Extracted records
--- START ---

// ---------------------------------------------------------------------------
// Index + health
// ---------------------------------------------------------------------------

/// GET /: endpoint listing.
pub async fn api_index() -> impl IntoResponse {
    Json(json!({
        "name": SERVICE_NAME,
        "version": env!("CARGO_PKG_VERSION"),
        "description": "Live aircraft within a radius, closest first",
        "endpoints": {
            "collect_adsb_data": {
                "method": "GET",
                "path": "/api/collect_adsb_data",
                "parameters": {
                    "latitude": "float (required) - center latitude",
                    "longitude": "float (required) - center longitude",
                    "radius": "float (required) - search radius in nautical miles",
                    "altitude_min": "float (optional) - minimum altitude in feet",
                    "altitude_max": "float (optional) - maximum altitude in feet",
                    "aircraft_type": "string (optional) - match against icao24 or callsign"
                },
                "example": "/api/collect_adsb_data?latitude=37.7749&longitude=-122.4194&radius=50"
            },
            "get_aircraft_info": {
                "method": "GET",
                "path": "/api/get_aircraft_info",
                "parameters": {
                    "identifier": "string (required) - aircraft identifier",
                    "identifier_type": "string (required) - icao24 or flight_number"
                },
                "example": "/api/get_aircraft_info?identifier=a1b2c3&identifier_type=icao24"
            },
            "calculate_route_distance": {
                "method": "GET",
                "path": "/api/calculate_route_distance",
                "parameters": {
                    "origin": "string (required) - lat,lon",
                    "destination": "string (required) - lat,lon",
                    "unit": "string (optional) - nautical_miles, kilometers, or statute_miles",
                    "average_speed_knots": "float (optional, default: 450)"
                },
                "example": "/api/calculate_route_distance?origin=37.6213,-122.3790&destination=40.6413,-73.7781"
            }
        }
    }))
}

/// GET /health
pub async fn health() -> impl IntoResponse {
    Json(json!({
        "status": "healthy",
        "service": SERVICE_NAME,
        "version": env!("CARGO_PKG_VERSION"),
    }))
}
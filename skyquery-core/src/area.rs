//! Area query engine: aircraft inside a circle, closest first.
//!
//! Each query fetches one fresh snapshot, measures every positioned aircraft
//! against the center, keeps those within the radius, and sorts by distance
//! with the transponder address as tie-break. Nothing is cached between
//! queries.

use std::sync::Arc;

use crate::config::EngineConfig;
use crate::distance::{bounding_box, great_circle_distance_on};
use crate::feed::{SnapshotProvider, SnapshotRequest};
use crate::types::*;

// ---------------------------------------------------------------------------
// Attribute filter
// ---------------------------------------------------------------------------

/// Optional narrowing applied after the distance test.
///
/// Altitude bounds only exclude aircraft whose altitude is known. `ident`
/// matches case-insensitively anywhere in the icao24 or the callsign.
#[derive(Debug, Clone, Default, PartialEq)]
pub struct AircraftFilter {
    pub altitude_min_ft: Option<f64>,
    pub altitude_max_ft: Option<f64>,
    pub ident: Option<String>,
}

impl AircraftFilter {
    pub fn validate(&self) -> Result<()> {
        for (name, bound) in [
            ("altitude_min", self.altitude_min_ft),
            ("altitude_max", self.altitude_max_ft),
        ] {
            if matches!(bound, Some(v) if !v.is_finite()) {
                return Err(QueryError::invalid(format!("{name} must be a finite number")));
            }
        }
        if let (Some(min), Some(max)) = (self.altitude_min_ft, self.altitude_max_ft) {
            if min > max {
                return Err(QueryError::invalid(format!(
                    "altitude_min ({min} ft) is above altitude_max ({max} ft)"
                )));
            }
        }
        Ok(())
    }

    pub fn matches(&self, sv: &StateVector) -> bool {
        if let Some(alt) = sv.altitude_ft() {
            let alt = f64::from(alt);
            if self.altitude_min_ft.is_some_and(|min| alt < min) {
                return false;
            }
            if self.altitude_max_ft.is_some_and(|max| alt > max) {
                return false;
            }
        }

        match self.ident.as_deref().map(str::trim) {
            None | Some("") => true,
            Some(ident) => {
                let needle = ident.to_ascii_lowercase();
                sv.icao24.to_string().contains(&needle)
                    || sv
                        .callsign
                        .as_deref()
                        .is_some_and(|cs| cs.to_ascii_lowercase().contains(&needle))
            }
        }
    }
}

// ---------------------------------------------------------------------------
// Engine
// ---------------------------------------------------------------------------

/// Stateless query engine over an injected snapshot provider.
///
/// Holds only immutable config and a shared provider handle, so one engine
/// can serve any number of concurrent queries.
#[derive(Clone)]
pub struct AreaQueryEngine {
    config: EngineConfig,
    provider: Arc<dyn SnapshotProvider>,
}

impl AreaQueryEngine {
    pub fn new(config: EngineConfig, provider: Arc<dyn SnapshotProvider>) -> Self {
        AreaQueryEngine { config, provider }
    }

    pub fn config(&self) -> &EngineConfig {
        &self.config
    }

    /// Build and validate a query circle against the configured maximum.
    pub fn circle(&self, center: Coordinate, radius_nm: f64) -> Result<QueryCircle> {
        QueryCircle::new(center, radius_nm, self.config.max_radius_nm)
    }

    /// All aircraft within `radius_nm` of `center`.
    pub async fn query_area(&self, center: Coordinate, radius_nm: f64) -> Result<AreaQueryResult> {
        self.query_area_filtered(center, radius_nm, &AircraftFilter::default())
            .await
    }

    /// All aircraft within `radius_nm` of `center` that also pass `filter`.
    ///
    /// A feed failure is returned as `UpstreamUnavailable`; an empty list
    /// only ever means the snapshot held nothing inside the circle.
    pub async fn query_area_filtered(
        &self,
        center: Coordinate,
        radius_nm: f64,
        filter: &AircraftFilter,
    ) -> Result<AreaQueryResult> {
        let circle = self.circle(center, radius_nm)?;
        filter.validate()?;

        let bbox = bounding_box(&circle, self.config.earth_radius_km);
        let request = SnapshotRequest {
            bbox,
            icao24: Vec::new(),
        };
        let snapshot = self.provider.fetch(&request).await?;

        let aircraft = self.select(&circle, filter, snapshot.states);

        Ok(AreaQueryResult {
            aircraft_count: aircraft.len(),
            search_area: SearchArea {
                circle,
                bounding_box: bbox,
            },
            timestamp: snapshot.time,
            aircraft,
        })
    }

    /// Filter, annotate, and order a set of state vectors. Pure.
    pub fn select(
        &self,
        circle: &QueryCircle,
        filter: &AircraftFilter,
        states: Vec<StateVector>,
    ) -> Vec<AnnotatedAircraft> {
        let center = circle.center();
        let radius_nm = circle.radius_nm();

        let mut aircraft: Vec<AnnotatedAircraft> = states
            .into_iter()
            .filter_map(|sv| {
                let pos = sv.position?;
                let distance = great_circle_distance_on(center, pos, self.config.earth_radius_km);
                (distance.nm() <= radius_nm && filter.matches(&sv))
                    .then(|| AnnotatedAircraft::new(sv, distance))
            })
            .collect();

        aircraft.sort_by(|a, b| {
            a.distance
                .total_cmp(&b.distance)
                .then_with(|| a.state.icao24.cmp(&b.state.icao24))
        });
        aircraft
    }

    /// Current state of a single aircraft, if the feed is tracking it.
    pub async fn lookup_aircraft(&self, icao24: Icao24) -> Result<Option<StateVector>> {
        let request = SnapshotRequest {
            bbox: None,
            icao24: vec![icao24],
        };
        let snapshot = self.provider.fetch(&request).await?;
        Ok(snapshot.states.into_iter().find(|sv| sv.icao24 == icao24))
    }

    /// Current state of the aircraft broadcasting `callsign`. The feed has no
    /// callsign selector, so this fetches the whole snapshot.
    pub async fn lookup_callsign(&self, callsign: &str) -> Result<Option<StateVector>> {
        let wanted = callsign.trim();
        if wanted.is_empty() {
            return Err(QueryError::invalid("callsign must not be empty"));
        }
        let snapshot = self.provider.fetch(&SnapshotRequest::default()).await?;
        Ok(snapshot.states.into_iter().find(|sv| {
            sv.callsign
                .as_deref()
                .is_some_and(|c| c.eq_ignore_ascii_case(wanted))
        }))
    }
}

// ---------------------------------------------------------------------------
// Tests
// ---------------------------------------------------------------------------
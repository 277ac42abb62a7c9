//! Interception hooks: middlewares, record building and breakpoints
//!
//! Each intercepted request passes through registered [`Middleware`]s in
//! order, then is turned into an [`ApiRecord`] by the [`RecordBuilder`] and
//! handed to the [`Breakpoint`] engine. Whatever record comes back is what
//! gets forwarded. Responses take the same route on the way back.

mod context;
mod defaults;
mod pipeline;
mod record;

use hyper::header::{HeaderMap, CONTENT_ENCODING, CONTENT_TYPE};
use std::future::Future;
use std::pin::Pin;

pub use context::ProxyContext;
pub use defaults::{DefaultRecordBuilder, PassThroughBreakpoint};
pub use pipeline::{HookPipeline, RequestOutcome};
pub use record::{
    body_to_bytes, headers_to_record, is_managed_header, merge_headers, ApiRecord, RawRequest,
    RawResponse, RecordHeaders, RecordRequest, RecordResponse, HOP_BY_HOP_HEADERS,
};

/// Boxed future returned by hook trait methods
pub type HookFuture<'a, T> = Pin<Box<dyn Future<Output = T> + Send + 'a>>;

/// Rejection raised by a breakpoint. Its display text is what a client sees
/// when a response breakpoint fails.
#[derive(Debug, Clone, PartialEq, Eq, thiserror::Error)]
#[error("{message}")]
pub struct BreakpointError {
    message: String,
}

impl BreakpointError {
    pub fn new(message: impl Into<String>) -> Self {
        Self {
            message: message.into(),
        }
    }

    pub fn message(&self) -> &str {
        &self.message
    }
}

/// Async request middleware, run in registration order
pub trait Middleware: Send + Sync + 'static {
    fn handle<'a>(&'a self, ctx: &'a mut ProxyContext) -> HookFuture<'a, crate::Result<()>>;
}

/// Turns raw traffic into records. Returning `None` leaves the traffic untouched.
pub trait RecordBuilder: Send + Sync + 'static {
    fn build_request_record(&self, request: &RawRequest) -> Option<ApiRecord>;

    fn build_response_record(
        &self,
        response: &RawResponse,
        request: &RawRequest,
    ) -> Option<ApiRecord>;
}

/// Decision point that may inspect, rewrite, delay or reject a record
pub trait Breakpoint: Send + Sync + 'static {
    fn apply_request_breakpoint(
        &self,
        record: ApiRecord,
    ) -> HookFuture<'static, Result<ApiRecord, BreakpointError>>;

    fn apply_response_breakpoint(
        &self,
        record: ApiRecord,
    ) -> HookFuture<'static, Result<ApiRecord, BreakpointError>>;
}

const TEXT_CONTENT_TYPES: &[&str] = &[
    "json",
    "javascript",
    "xml",
    "x-www-form-urlencoded",
];

/// Whether a body with these headers is treated as text.
///
/// Text means a textual content type and no content coding; compressed or
/// untyped bodies are binary.
pub fn is_text_body(headers: &HeaderMap) -> bool {
    let encoded = headers
        .get(CONTENT_ENCODING)
        .and_then(|v| v.to_str().ok())
        .map(|v| {
            let v = v.trim();
            !v.is_empty() && !v.eq_ignore_ascii_case("identity")
        })
        .unwrap_or(false);
    if encoded {
        return false;
    }

    let content_type = match headers.get(CONTENT_TYPE).and_then(|v| v.to_str().ok()) {
        Some(ct) => ct.to_ascii_lowercase(),
        None => return false,
    };
    let mime = content_type.split(';').next().unwrap_or("").trim();

    mime.starts_with("text/") || TEXT_CONTENT_TYPES.iter().any(|t| mime.contains(t))
}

--- END ---

Show every line above in which the word "impl" is found.

pub async fn api_index() -> impl IntoResponse {
pub async fn health() -> impl IntoResponse {
impl AircraftFilter {
impl AreaQueryEngine {
impl BreakpointError {
    pub fn new(message: impl Into<String>) -> Self {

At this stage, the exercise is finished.